YOUR GOAL
From the top of the records below down to the line containing "mod transport;", reproduce every line exactly.

[Items listed in a dataset]
--------

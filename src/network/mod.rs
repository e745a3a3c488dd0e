//! HTTP networking module
//!
//! Defines the [`Transport`] seam the search engine dispatches requests
//! through, and the default `reqwest`-backed [`HttpClient`].

mod client;
mod transport;

pub use client::HttpClient;
pub use transport::{FeedRequest, FeedResponse, Transport};

#[cfg(test)]
pub(crate) mod testing;
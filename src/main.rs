//! feedsift: search feeds for one or more subjects from the command line
//!
//! This is the main entry point for the binary.

use anyhow::{bail, Context, Result};
use feedsift::{
    config::{self, Settings},
    feed::fields,
    Search, Where,
};
use regex::Regex;
use std::path::PathBuf;
use tracing::info;
use tracing_subscriber::{EnvFilter, FmtSubscriber};

/// Parsed command line
#[derive(Debug, Default)]
struct Args {
    subjects: Vec<String>,
    config: Option<PathBuf>,
    secure: bool,
    exact: bool,
    concurrency: Option<usize>,
    title: Option<Regex>,
    json: bool,
}

fn main() -> Result<()> {
    // Initialize logging
    FmtSubscriber::builder()
        .with_env_filter(
            EnvFilter::try_from_default_env().unwrap_or_else(|_| EnvFilter::new("info")),
        )
        .with_target(false)
        .with_writer(std::io::stderr)
        .init();

    let Some(args) = parse_args(std::env::args().skip(1))? else {
        return Ok(());
    };

    info!("Starting feedsift v{}", feedsift::VERSION);

    // Load configuration, command line flags win
    let mut settings = load_settings(args.config.as_deref())?;
    if args.secure {
        settings.search.secure = true;
    }
    if args.exact {
        settings.search.exact = true;
    }
    if let Some(n) = args.concurrency {
        settings.search.max_concurrency = n;
    }
    let settings = config::init(settings)?;

    let search = Search::from_settings(args.subjects, settings)?;
    let mut results = search.into_result_set();
    if let Some(pattern) = args.title {
        results.pick(Where::new().field(fields::TITLE, pattern));
    }

    let items = results.to_vec()?;
    info!("Found {} items", items.len());

    if args.json {
        println!("{}", serde_json::to_string_pretty(&items)?);
    } else {
        for item in &items {
            println!(
                "{}\t{}",
                item.title().unwrap_or("(untitled)"),
                item.link().unwrap_or("")
            );
        }
    }

    let mut errors: Vec<_> = results.errors().iter().collect();
    errors.sort();
    for (subject, body) in errors {
        eprintln!("{}: {}", subject, body.trim());
    }

    Ok(())
}

/// Parse arguments; `None` means help or version was printed
fn parse_args<I>(args: I) -> Result<Option<Args>>
where
    I: IntoIterator<Item = String>,
{
    let mut parsed = Args::default();
    let mut args = args.into_iter();

    while let Some(arg) = args.next() {
        match arg.as_str() {
            "-h" | "--help" => {
                print_usage();
                return Ok(None);
            }
            "-V" | "--version" => {
                println!("feedsift {}", feedsift::VERSION);
                return Ok(None);
            }
            "-c" | "--config" => {
                let path = args.next().context("--config requires a file")?;
                parsed.config = Some(PathBuf::from(path));
            }
            "--secure" => parsed.secure = true,
            "--exact" => parsed.exact = true,
            "--json" => parsed.json = true,
            "--concurrency" => {
                let value = args.next().context("--concurrency requires a number")?;
                let n = value
                    .parse()
                    .with_context(|| format!("invalid concurrency: {}", value))?;
                parsed.concurrency = Some(n);
            }
            "--title" => {
                let value = args.next().context("--title requires a pattern")?;
                let pattern = Regex::new(&value)
                    .with_context(|| format!("invalid title pattern: {}", value))?;
                parsed.title = Some(pattern);
            }
            flag if flag.starts_with('-') && flag.len() > 1 => bail!("unknown option: {}", flag),
            _ => parsed.subjects.push(arg),
        }
    }

    if parsed.subjects.is_empty() {
        print_usage();
        bail!("no subjects given");
    }

    Ok(Some(parsed))
}

/// Load settings from file or use defaults
fn load_settings(explicit: Option<&std::path::Path>) -> Result<Settings> {
    if let Some(path) = explicit {
        info!("Loading settings from: {}", path.display());
        let mut settings = Settings::from_file(path)
            .with_context(|| format!("failed to load {}", path.display()))?;
        settings.merge_env();
        return Ok(settings);
    }

    // Check environment variable first
    if let Ok(path) = std::env::var("FEEDSIFT_SETTINGS_PATH") {
        let path = PathBuf::from(path);
        if path.exists() {
            info!("Loading settings from: {}", path.display());
            let mut settings = Settings::from_file(&path)?;
            settings.merge_env();
            return Ok(settings);
        }
    }

    let mut paths = vec![
        PathBuf::from("feedsift.yml"),
        PathBuf::from("config/feedsift.yml"),
    ];
    if let Some(dir) = dirs::config_dir() {
        paths.push(dir.join("feedsift/settings.yml"));
    }

    for path in paths.iter() {
        if path.exists() {
            info!("Loading settings from: {}", path.display());
            let mut settings = Settings::from_file(path)?;
            settings.merge_env();
            return Ok(settings);
        }
    }

    info!("No settings file found, using defaults");
    let mut settings = Settings::default();
    settings.merge_env();
    Ok(settings)
}

/// Print usage information
fn print_usage() {
    println!(
        r#"
feedsift v{}
Search RSS feeds for one or more subjects and filter the results

USAGE:
    feedsift [OPTIONS] <SUBJECT>...

OPTIONS:
    -c, --config <FILE>      Path to configuration file
        --secure             Use https
        --exact              Ask for exact subject matches
        --concurrency <N>    Maximum requests in flight (default {})
        --title <REGEX>      Keep only items whose title matches
        --json               Print items as JSON
    -h, --help               Print help information
    -V, --version            Print version information

ENVIRONMENT VARIABLES:
    FEEDSIFT_SETTINGS_PATH    Path to settings.yml
    FEEDSIFT_ENDPOINT         Search endpoint, without scheme
    FEEDSIFT_SECURE           Use https (true/false)
    FEEDSIFT_EXACT            Exact matching (true/false)
    FEEDSIFT_MAX_CONCURRENCY  Maximum requests in flight
    FEEDSIFT_REQUEST_TIMEOUT  Request timeout in seconds
    FEEDSIFT_USER_AGENT       User agent string
    RUST_LOG                  Log filter (default info)
"#,
        feedsift::VERSION,
        feedsift::DEFAULT_MAX_CONCURRENCY
    );
}
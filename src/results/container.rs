//! Lazily loaded, filterable result set

use super::filter::{Filter, Where};
use super::types::{FilterMode, RawStorage};
use crate::error::SearchError;
use crate::feed::Item;
use crate::search::Search;
use once_cell::sync::Lazy;
use std::collections::HashMap;
use tracing::debug;

static NO_ERRORS: Lazy<HashMap<String, String>> = Lazy::new(HashMap::new);

/// Items found for a search, with the filters registered on them
///
/// Nothing is fetched until the items are first read. Filters can be added at
/// any time; each registration drops the cached view, which is rebuilt on the
/// next read by applying every filter in registration order.
///
/// Under [`FilterMode::Prune`] applying filters discards the non-matching
/// items from [`results`](ResultSet::results) permanently.
#[derive(Debug, Default)]
pub struct ResultSet {
    source: Option<Search>,
    results: RawStorage,
    filters: Vec<Filter>,
    view: Option<Vec<Item>>,
    mode: FilterMode,
}

impl ResultSet {
    /// Create a set with no source attached
    pub fn new() -> Self {
        Self::default()
    }

    /// Create a detached set with the given filter mode
    pub fn with_mode(mode: FilterMode) -> Self {
        Self {
            mode,
            ..Self::default()
        }
    }

    /// Create a set that loads from `source` on first read
    pub fn with_source(source: Search) -> Self {
        Self {
            mode: source.filter_mode(),
            source: Some(source),
            ..Self::default()
        }
    }

    /// Append items for a subject, creating its sequence if absent
    pub fn append<I>(&mut self, subject: impl Into<String>, items: I) -> &mut Self
    where
        I: IntoIterator<Item = Item>,
    {
        self.results.append(subject, items);
        self
    }

    /// Register filters
    ///
    /// Accepts a [`Where`] clause, or anything convertible into one such as a
    /// [`Predicate`](super::Predicate).
    pub fn pick(&mut self, clause: impl Into<Where>) -> &mut Self {
        self.view = None;
        self.filters.extend(clause.into().into_filters());
        self
    }

    /// Alias for [`pick`](ResultSet::pick)
    pub fn filter(&mut self, clause: impl Into<Where>) -> &mut Self {
        self.pick(clause)
    }

    /// Registered filters in evaluation order
    pub fn filters(&self) -> &[Filter] {
        &self.filters
    }

    /// All items after filtering, fetching first if needed
    ///
    /// A set with no source attached yields nothing.
    pub fn all(&mut self) -> Result<&[Item], SearchError> {
        if self.source.is_none() {
            return Ok(&[]);
        }
        self.load()
    }

    /// Iterate over the filtered items
    ///
    /// Reading may fetch, so this returns a `Result`. Once a read has
    /// succeeded, `&ResultSet` iterates the same view without it.
    pub fn iter(&mut self) -> Result<std::slice::Iter<'_, Item>, SearchError> {
        Ok(self.all()?.iter())
    }

    /// Number of filtered items
    pub fn len(&mut self) -> Result<usize, SearchError> {
        Ok(self.all()?.len())
    }

    pub fn is_empty(&mut self) -> Result<bool, SearchError> {
        Ok(self.all()?.is_empty())
    }

    /// Owned copy of the filtered items
    pub fn to_vec(&mut self) -> Result<Vec<Item>, SearchError> {
        Ok(self.all()?.to_vec())
    }

    /// Consume the set, returning the filtered items
    pub fn into_items(mut self) -> Result<Vec<Item>, SearchError> {
        self.all()?;
        Ok(self.view.take().unwrap_or_default())
    }

    /// Per-subject failures recorded by the source
    pub fn errors(&self) -> &HashMap<String, String> {
        match &self.source {
            Some(source) => source.errors(),
            None => &*NO_ERRORS,
        }
    }

    /// Stored items per subject
    pub fn results(&self) -> &RawStorage {
        &self.results
    }

    pub fn source(&self) -> Option<&Search> {
        self.source.as_ref()
    }

    /// Mutable access to the source, e.g. to adjust concurrency before reading
    pub fn source_mut(&mut self) -> Option<&mut Search> {
        self.source.as_mut()
    }

    pub fn mode(&self) -> FilterMode {
        self.mode
    }

    /// Fetch if the source has not been fetched, then return the cached view
    fn load(&mut self) -> Result<&[Item], SearchError> {
        if let Some(mut source) = self.source.take() {
            let fetched = if source.is_fetched() {
                Ok(())
            } else {
                source.fetch(self).map(|_| ())
            };
            self.source = Some(source);
            fetched?;
        }

        if self.view.is_none() {
            let view = self.apply_filters();
            self.view = Some(view);
        }

        Ok(self.view.as_deref().unwrap_or(&[]))
    }

    fn apply_filters(&mut self) -> Vec<Item> {
        debug!(
            filters = self.filters.len(),
            subjects = self.results.len(),
            mode = ?self.mode,
            "Applying filters"
        );

        match self.mode {
            FilterMode::Prune => {
                prune(&mut self.results, &self.filters);
                self.results.flatten()
            }
            FilterMode::Preserve => {
                let mut working = self.results.clone();
                prune(&mut working, &self.filters);
                working.flatten()
            }
        }
    }
}

/// Iterates the view computed by the last read
///
/// Yields nothing before the first read, or after a filter registration
/// until the set is read again.
impl<'a> IntoIterator for &'a ResultSet {
    type Item = &'a Item;
    type IntoIter = std::slice::Iter<'a, Item>;

    fn into_iter(self) -> Self::IntoIter {
        self.view.as_deref().unwrap_or(&[]).iter()
    }
}

/// Keep only the items each filter accepts, in filter order
///
/// Unscoped filters visit subjects in sorted order; a scoped filter naming an
/// absent subject does nothing.
fn prune(storage: &mut RawStorage, filters: &[Filter]) {
    for filter in filters {
        let mut targets: Vec<String> = storage
            .subjects()
            .filter(|subject| filter.scope.applies_to(subject))
            .map(String::from)
            .collect();
        targets.sort();
        targets.dedup();

        for name in targets {
            if let Some(items) = storage.get_mut(&name) {
                items.retain(|item| filter.predicate.test(item));
            }
        }
    }
}
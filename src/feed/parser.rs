//! Feed body parsing

use super::item::{fields, Item};
use crate::error::ParseError;

/// Turns a response body into an ordered sequence of items
///
/// Implementations must preserve document order; the engine appends items
/// exactly as returned.
pub trait FeedParser: Send + Sync {
    fn parse(&self, body: &str) -> Result<Vec<Item>, ParseError>;
}

/// RSS 2.0 parser backed by the `rss` crate
///
/// Standard item elements map to the names in [`fields`]. Namespaced
/// extension elements (ezRSS publishes `torrent:*`) are exposed as
/// `prefix:name` using the first value found.
#[derive(Debug, Clone, Copy, Default)]
pub struct RssParser;

impl RssParser {
    pub fn new() -> Self {
        Self
    }

    fn convert(item: &rss::Item) -> Item {
        let mut out = Item::new();

        let standard = [
            (fields::TITLE, item.title()),
            (fields::LINK, item.link()),
            (fields::DESCRIPTION, item.description()),
            (fields::AUTHOR, item.author()),
            (fields::COMMENTS, item.comments()),
            (fields::PUB_DATE, item.pub_date()),
            (fields::GUID, item.guid().map(|g| g.value())),
            (fields::ENCLOSURE, item.enclosure().map(|e| e.url())),
        ];
        for (name, value) in standard {
            if let Some(value) = value {
                out = out.with_field(name, value.trim());
            }
        }

        if !item.categories().is_empty() {
            let categories: Vec<&str> = item.categories().iter().map(|c| c.name()).collect();
            out = out.with_field(fields::CATEGORY, categories.join(", "));
        }

        for (prefix, elements) in item.extensions() {
            for (name, values) in elements {
                if let Some(value) = values.iter().find_map(|ext| ext.value()) {
                    out = out.with_field(format!("{}:{}", prefix, name), value.trim());
                }
            }
        }

        out
    }
}

impl FeedParser for RssParser {
    fn parse(&self, body: &str) -> Result<Vec<Item>, ParseError> {
        let channel = rss::Channel::read_from(body.as_bytes())
            .map_err(|e| ParseError::Malformed(e.to_string()))?;

        Ok(channel.items().iter().map(Self::convert).collect())
    }
}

--------

ANSWER SECTION
filename src/network/mod.rs
repository e745a3a3c488dd0e
//! HTTP networking module
//!
//! Defines the [`Transport`] seam the search engine dispatches requests
//! through, and the default `reqwest`-backed [`HttpClient`].

mod client;
mod transport;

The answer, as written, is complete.